• _YOUR OBJECTIVE_
Would you return the lines between the one holding "Registration and login" and the one holding "pub struct RegisterPayload", inclusive, and only those, exactly as they stand in the listing below?
--- RECORDS FOR THE EXERCISE Enclosed Below ---
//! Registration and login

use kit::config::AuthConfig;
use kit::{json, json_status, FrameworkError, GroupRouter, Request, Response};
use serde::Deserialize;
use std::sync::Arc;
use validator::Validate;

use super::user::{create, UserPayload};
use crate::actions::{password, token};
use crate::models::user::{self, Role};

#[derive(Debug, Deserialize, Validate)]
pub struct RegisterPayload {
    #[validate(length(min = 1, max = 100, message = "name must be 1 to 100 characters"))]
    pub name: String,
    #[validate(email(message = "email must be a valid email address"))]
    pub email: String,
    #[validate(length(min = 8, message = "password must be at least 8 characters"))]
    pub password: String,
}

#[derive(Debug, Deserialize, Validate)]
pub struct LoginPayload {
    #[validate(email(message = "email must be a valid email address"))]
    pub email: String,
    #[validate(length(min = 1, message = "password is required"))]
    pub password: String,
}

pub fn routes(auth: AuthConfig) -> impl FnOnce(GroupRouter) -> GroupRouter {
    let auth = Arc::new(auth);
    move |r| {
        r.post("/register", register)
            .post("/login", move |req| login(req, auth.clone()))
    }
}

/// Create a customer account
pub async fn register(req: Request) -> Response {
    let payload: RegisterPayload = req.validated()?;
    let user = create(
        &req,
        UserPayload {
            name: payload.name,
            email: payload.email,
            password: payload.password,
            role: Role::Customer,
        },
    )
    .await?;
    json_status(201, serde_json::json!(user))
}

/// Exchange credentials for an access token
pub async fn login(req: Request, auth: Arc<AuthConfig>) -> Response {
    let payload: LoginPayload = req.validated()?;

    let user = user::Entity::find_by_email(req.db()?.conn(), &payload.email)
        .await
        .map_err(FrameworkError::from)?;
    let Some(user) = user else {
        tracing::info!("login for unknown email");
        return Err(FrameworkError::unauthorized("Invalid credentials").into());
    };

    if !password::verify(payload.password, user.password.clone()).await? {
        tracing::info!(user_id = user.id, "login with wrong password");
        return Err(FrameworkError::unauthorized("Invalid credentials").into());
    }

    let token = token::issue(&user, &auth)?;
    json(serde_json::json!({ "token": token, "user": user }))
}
--- End of Enclosed RECORDS FOR THE EXERCISE ---
--- RECORDS FOR THE EXERCISE Enclosed Below ---
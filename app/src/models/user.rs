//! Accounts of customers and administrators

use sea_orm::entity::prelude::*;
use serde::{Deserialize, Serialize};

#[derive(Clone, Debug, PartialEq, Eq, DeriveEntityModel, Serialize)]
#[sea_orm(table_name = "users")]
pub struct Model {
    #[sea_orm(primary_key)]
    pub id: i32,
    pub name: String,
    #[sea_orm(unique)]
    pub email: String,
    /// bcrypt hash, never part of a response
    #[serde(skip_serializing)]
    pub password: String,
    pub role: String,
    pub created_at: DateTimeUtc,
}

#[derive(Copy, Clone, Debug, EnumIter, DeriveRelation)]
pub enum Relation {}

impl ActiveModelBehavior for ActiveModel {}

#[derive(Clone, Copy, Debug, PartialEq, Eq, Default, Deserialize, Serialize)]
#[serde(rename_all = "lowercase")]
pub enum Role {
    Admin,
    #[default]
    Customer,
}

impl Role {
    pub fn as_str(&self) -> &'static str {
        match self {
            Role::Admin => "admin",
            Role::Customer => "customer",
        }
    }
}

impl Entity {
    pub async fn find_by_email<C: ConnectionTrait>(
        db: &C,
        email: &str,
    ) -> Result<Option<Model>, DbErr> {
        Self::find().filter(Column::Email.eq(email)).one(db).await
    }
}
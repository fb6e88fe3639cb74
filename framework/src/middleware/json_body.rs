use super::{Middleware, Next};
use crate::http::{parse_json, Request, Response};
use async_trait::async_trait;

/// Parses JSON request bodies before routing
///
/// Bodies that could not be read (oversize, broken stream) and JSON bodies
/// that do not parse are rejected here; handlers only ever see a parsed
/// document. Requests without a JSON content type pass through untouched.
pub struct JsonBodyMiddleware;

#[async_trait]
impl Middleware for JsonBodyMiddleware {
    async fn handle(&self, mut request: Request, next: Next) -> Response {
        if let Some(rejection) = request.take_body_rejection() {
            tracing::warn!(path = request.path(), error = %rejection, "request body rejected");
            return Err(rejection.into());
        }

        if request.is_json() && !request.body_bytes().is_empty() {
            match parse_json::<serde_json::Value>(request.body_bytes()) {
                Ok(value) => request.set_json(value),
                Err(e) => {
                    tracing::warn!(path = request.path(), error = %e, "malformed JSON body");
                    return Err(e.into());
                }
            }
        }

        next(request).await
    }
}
--- End of Enclosed RECORDS FOR THE EXERCISE ---
--- RECORDS FOR THE EXERCISE Enclosed Below ---
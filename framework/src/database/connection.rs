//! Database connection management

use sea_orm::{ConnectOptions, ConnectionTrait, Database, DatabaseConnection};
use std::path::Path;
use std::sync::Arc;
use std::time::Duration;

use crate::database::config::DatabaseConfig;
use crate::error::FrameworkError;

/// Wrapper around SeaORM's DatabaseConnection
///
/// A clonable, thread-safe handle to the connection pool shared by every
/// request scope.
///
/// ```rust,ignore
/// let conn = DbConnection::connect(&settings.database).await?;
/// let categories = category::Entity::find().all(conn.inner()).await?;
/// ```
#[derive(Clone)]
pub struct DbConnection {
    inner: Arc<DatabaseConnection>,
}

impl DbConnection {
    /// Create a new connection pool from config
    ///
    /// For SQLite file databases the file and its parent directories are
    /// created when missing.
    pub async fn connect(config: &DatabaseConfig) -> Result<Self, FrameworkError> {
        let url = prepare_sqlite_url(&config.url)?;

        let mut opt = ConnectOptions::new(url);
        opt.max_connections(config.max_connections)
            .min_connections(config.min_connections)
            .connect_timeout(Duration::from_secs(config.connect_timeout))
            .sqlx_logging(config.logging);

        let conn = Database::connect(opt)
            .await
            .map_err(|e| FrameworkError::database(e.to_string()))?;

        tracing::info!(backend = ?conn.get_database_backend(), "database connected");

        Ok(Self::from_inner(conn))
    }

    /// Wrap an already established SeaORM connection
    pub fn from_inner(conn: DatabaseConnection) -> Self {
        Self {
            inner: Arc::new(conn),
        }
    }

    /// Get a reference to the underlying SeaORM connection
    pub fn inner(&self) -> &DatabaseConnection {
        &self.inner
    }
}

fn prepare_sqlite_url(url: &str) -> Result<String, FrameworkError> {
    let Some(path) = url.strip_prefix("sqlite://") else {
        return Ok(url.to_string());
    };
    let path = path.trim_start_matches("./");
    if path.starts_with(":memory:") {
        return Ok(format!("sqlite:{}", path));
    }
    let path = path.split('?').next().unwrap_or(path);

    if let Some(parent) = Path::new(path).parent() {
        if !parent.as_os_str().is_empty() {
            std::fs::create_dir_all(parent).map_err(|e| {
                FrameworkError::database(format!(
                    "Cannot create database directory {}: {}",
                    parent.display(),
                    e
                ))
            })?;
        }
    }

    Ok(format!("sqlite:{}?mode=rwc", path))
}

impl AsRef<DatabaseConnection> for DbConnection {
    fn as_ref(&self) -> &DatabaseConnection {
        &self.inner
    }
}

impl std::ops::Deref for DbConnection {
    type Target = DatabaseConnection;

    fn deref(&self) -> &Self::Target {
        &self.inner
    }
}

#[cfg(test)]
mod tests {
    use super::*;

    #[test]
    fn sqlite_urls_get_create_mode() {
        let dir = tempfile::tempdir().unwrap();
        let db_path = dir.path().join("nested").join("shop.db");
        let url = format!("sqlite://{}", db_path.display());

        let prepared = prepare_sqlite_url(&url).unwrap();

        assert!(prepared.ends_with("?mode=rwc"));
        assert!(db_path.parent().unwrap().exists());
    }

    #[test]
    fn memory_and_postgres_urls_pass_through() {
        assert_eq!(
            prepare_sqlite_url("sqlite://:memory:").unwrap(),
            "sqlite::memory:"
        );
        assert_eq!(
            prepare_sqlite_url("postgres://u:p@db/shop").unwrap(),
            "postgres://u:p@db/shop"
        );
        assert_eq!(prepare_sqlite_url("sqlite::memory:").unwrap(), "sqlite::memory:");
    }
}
--- End of Enclosed RECORDS FOR THE EXERCISE ---
• _TASK ANSWER_
//! Registration and login

use kit::config::AuthConfig;
use kit::{json, json_status, FrameworkError, GroupRouter, Request, Response};
use serde::Deserialize;
use std::sync::Arc;
use validator::Validate;

use super::user::{create, UserPayload};
use crate::actions::{password, token};
use crate::models::user::{self, Role};

#[derive(Debug, Deserialize, Validate)]
pub struct RegisterPayload {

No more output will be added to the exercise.